Try it ▸
Set down a word-for-word copy of the data below, limited to the lines from the first through the line with "propagate through the".

Provided data ▸
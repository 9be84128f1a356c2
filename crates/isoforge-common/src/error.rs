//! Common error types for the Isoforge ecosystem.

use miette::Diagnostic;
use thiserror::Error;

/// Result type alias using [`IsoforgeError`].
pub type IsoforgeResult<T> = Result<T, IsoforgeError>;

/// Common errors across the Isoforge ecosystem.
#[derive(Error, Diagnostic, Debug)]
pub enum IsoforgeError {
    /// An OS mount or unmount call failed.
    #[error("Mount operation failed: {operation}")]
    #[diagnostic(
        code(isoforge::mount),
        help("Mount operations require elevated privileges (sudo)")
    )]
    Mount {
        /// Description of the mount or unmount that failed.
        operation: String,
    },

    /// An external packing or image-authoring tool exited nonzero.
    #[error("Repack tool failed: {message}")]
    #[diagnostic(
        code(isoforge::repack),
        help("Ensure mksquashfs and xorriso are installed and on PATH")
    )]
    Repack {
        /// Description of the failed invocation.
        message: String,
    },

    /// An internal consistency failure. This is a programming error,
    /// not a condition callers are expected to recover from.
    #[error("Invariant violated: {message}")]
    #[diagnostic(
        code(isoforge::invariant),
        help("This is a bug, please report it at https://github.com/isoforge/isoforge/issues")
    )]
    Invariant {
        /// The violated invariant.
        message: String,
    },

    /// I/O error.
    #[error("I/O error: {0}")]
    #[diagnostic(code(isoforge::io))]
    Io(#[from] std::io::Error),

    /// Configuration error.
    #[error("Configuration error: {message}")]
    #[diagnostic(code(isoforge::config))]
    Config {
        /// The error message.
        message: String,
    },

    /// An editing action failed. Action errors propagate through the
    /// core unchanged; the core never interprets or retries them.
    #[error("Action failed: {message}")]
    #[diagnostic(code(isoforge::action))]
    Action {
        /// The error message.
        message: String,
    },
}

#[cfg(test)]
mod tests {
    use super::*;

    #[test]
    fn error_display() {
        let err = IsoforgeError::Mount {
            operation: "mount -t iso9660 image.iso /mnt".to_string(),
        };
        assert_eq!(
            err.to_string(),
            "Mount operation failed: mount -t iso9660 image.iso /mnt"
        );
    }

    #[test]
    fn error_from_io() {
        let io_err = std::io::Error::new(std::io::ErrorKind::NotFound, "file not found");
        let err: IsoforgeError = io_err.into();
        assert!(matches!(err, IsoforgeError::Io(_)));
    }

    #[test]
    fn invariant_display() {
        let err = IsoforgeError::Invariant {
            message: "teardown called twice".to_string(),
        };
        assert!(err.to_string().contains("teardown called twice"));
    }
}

Task answer ▸
repository 9be84128f1a356c2
filename crates/isoforge-common/src/error.rs
//! Common error types for the Isoforge ecosystem.

use miette::Diagnostic;
use thiserror::Error;

/// Result type alias using [`IsoforgeError`].
pub type IsoforgeResult<T> = Result<T, IsoforgeError>;

/// Common errors across the Isoforge ecosystem.
#[derive(Error, Diagnostic, Debug)]
pub enum IsoforgeError {
    /// An OS mount or unmount call failed.
    #[error("Mount operation failed: {operation}")]
    #[diagnostic(
        code(isoforge::mount),
        help("Mount operations require elevated privileges (sudo)")
    )]
    Mount {
        /// Description of the mount or unmount that failed.
        operation: String,
    },

    /// An external packing or image-authoring tool exited nonzero.
    #[error("Repack tool failed: {message}")]
    #[diagnostic(
        code(isoforge::repack),
        help("Ensure mksquashfs and xorriso are installed and on PATH")
    )]
    Repack {
        /// Description of the failed invocation.
        message: String,
    },

    /// An internal consistency failure. This is a programming error,
    /// not a condition callers are expected to recover from.
    #[error("Invariant violated: {message}")]
    #[diagnostic(
        code(isoforge::invariant),
        help("This is a bug, please report it at https://github.com/isoforge/isoforge/issues")
    )]
    Invariant {
        /// The violated invariant.
        message: String,
    },

    /// I/O error.
    #[error("I/O error: {0}")]
    #[diagnostic(code(isoforge::io))]
    Io(#[from] std::io::Error),

    /// Configuration error.
    #[error("Configuration error: {message}")]
    #[diagnostic(code(isoforge::config))]
    Config {
        /// The error message.
        message: String,
    },

    /// An editing action failed. Action errors propagate through the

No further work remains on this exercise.